Social emotions esp anger are in built enforcement mechanisms for contracts, like mechanism design. If other people expect us to be irrationally angry about theft, we will rarely have to be irrationally angry. So for love and guilt, e.g. marriage. We avoid rational jumping on from marriages by being driven by love anchored to that particular person, not any set of their properties. Love is like a mafia boss. Marriage is a prisoners dilemma where you get to choose the partner. Emotion driven involuntary falling in love both spare recursive over thinking their intentions and change the payoffs to shift us to a better equilibrium, similarly for a capacity for heartbreak makes us a trustworthy partner.

Vikrie auctions and deontological (cluelessness and mind-modelling regress-avoiding rules) are both winning strategies for computationally limited agents. Relevant to cluelessness, alignment stuff? In Vikry auctions honesty is the best policy, look for that structure elsewhere.

Computability of Nash equilibria in bluffing games/ 2/3rds poll and it’s relevance for the correct model of honesty.

You can use honesty as a model of philosophical investigation.

Do deontologists have ways of achieving a conservative field using only systems of rules not utility functions?

Montezuma’s revenge, learnable by humans but not a DQN shows the necessity of curiosity in overcoming spare rewards. How does this tie in to curiosity and dopamine wrt intrinsically incentivising exploration?

How different will natural abstractions in different language games, explanation vs justification say, be? Consider the different concepts common to all embodied creatures, not embodied ones, asocial, social, and musical creatures, etc. Maybe also Wittgenstein and sellars?

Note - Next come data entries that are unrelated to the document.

//! Controllers: the decision-makers behind each seat of a driven match.
//!
//! A controller stands in for whatever sits on the presentation side of
//! the engine: a human at a UI, a scripted test, or a simulated player.
//! It picks the next attack and, for quiz-gated attacks, produces the
//! outcome of answering the question.

use std::collections::VecDeque;

use crate::core::{Attack, BattleRng, BattleState, CombatantId, QuizOutcome, QuizQuestion};

/// Decision source for one seat.
pub trait BattleController {
    /// Pick the next attack for `me`. `None` means there is nothing to play.
    fn choose_attack(&mut self, state: &BattleState, me: CombatantId) -> Option<Attack>;

    /// Answer a question presented for the attack just chosen.
    fn answer(&mut self, question: &QuizQuestion) -> QuizOutcome;
}

/// One scripted move: an attack name and, for quiz-gated attacks, the
/// outcome to report.
#[derive(Clone, Debug, PartialEq)]
pub struct ScriptedMove {
    pub attack: String,
    pub outcome: Option<QuizOutcome>,
}

/// Plays a fixed sequence of moves, then runs out.
///
/// Attack names are resolved against the controlled combatant's catalog.
/// A quiz-gated move with no scripted outcome answers as if the deadline
/// passed.
#[derive(Clone, Debug, Default)]
pub struct ScriptedController {
    moves: VecDeque<ScriptedMove>,
    pending: Option<QuizOutcome>,
}

impl ScriptedController {
    #[must_use]
    pub fn new() -> Self {
        Self::default()
    }

    /// Queue a plain attack.
    #[must_use]
    pub fn then(mut self, attack: impl Into<String>) -> Self {
        self.moves.push_back(ScriptedMove {
            attack: attack.into(),
            outcome: None,
        });
        self
    }

    /// Queue a quiz-gated attack with its outcome.
    #[must_use]
    pub fn then_quiz(mut self, attack: impl Into<String>, outcome: QuizOutcome) -> Self {
        self.moves.push_back(ScriptedMove {
            attack: attack.into(),
            outcome: Some(outcome),
        });
        self
    }
}

impl BattleController for ScriptedController {
    fn choose_attack(&mut self, state: &BattleState, me: CombatantId) -> Option<Attack> {
        let next = self.moves.pop_front()?;
        self.pending = next.outcome;
        state.combatant(me)?.attack(&next.attack).cloned()
    }

    fn answer(&mut self, question: &QuizQuestion) -> QuizOutcome {
        self.pending
            .take()
            .unwrap_or_else(|| QuizOutcome::timed_out(question.expected_time_secs))
    }
}

/// Simulated player: picks uniformly among affordable attacks and answers
/// questions with a fixed accuracy.
///
/// Answer time is drawn as a fraction of the question's expected time, so
/// the same controller behaves sensibly across easy and hard questions.
#[derive(Clone, Debug)]
pub struct RandomController {
    rng: BattleRng,
    accuracy: f64,
    speed_range: (f64, f64),
}

impl RandomController {
    /// Create a controller with 70% accuracy answering within 0.3x to 1.5x
    /// of the expected time.
    #[must_use]
    pub fn new(seed: u64) -> Self {
        Self::from_rng(BattleRng::new(seed))
    }

    /// Create a controller drawing from an existing RNG stream.
    #[must_use]
    pub fn from_rng(rng: BattleRng) -> Self {
        Self {
            rng,
            accuracy: 0.7,
            speed_range: (0.3, 1.5),
        }
    }

    /// Two controllers on independent streams derived from one seed.
    #[must_use]
    pub fn pair(seed: u64) -> (Self, Self) {
        let mut rng = BattleRng::new(seed);
        (Self::from_rng(rng.fork()), Self::from_rng(rng.fork()))
    }

    /// Probability of answering correctly.
    #[must_use]
    pub fn with_accuracy(mut self, accuracy: f64) -> Self {
        self.accuracy = accuracy;
        self
    }

    /// Answer time range as fractions of the expected time.
    #[must_use]
    pub fn with_speed_range(mut self, fastest: f64, slowest: f64) -> Self {
        self.speed_range = (fastest, slowest);
        self
    }
}

impl BattleController for RandomController {
    fn choose_attack(&mut self, state: &BattleState, me: CombatantId) -> Option<Attack> {
        let options: Vec<&Attack> = state.combatant(me)?.affordable_attacks().collect();
        self.rng.choose(&options).map(|attack| (*attack).clone())
    }

    fn answer(&mut self, question: &QuizQuestion) -> QuizOutcome {
        let was_correct = self.rng.gen_bool(self.accuracy);
        let (fastest, slowest) = self.speed_range;
        let fraction = self.rng.gen_secs(fastest, slowest);
        QuizOutcome {
            was_correct,
            time_taken_secs: question.expected_time_secs * fraction,
        }
    }
}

Psychologists always incentivising to create experiments prevents them from investigating the behaviour of organisms in response to complex or minimal incentives

What’s the point of writing

Paul Graham notes

  • Superlinear returns to effort can arise via either exponential processes, or sharp cutoffs in outcome value, (like win/loss). Often both these factors go together, where winning in a sharp-cutoff environment, e.g. winning a battle, makes it more likely to win the next one, leading to exponential growth.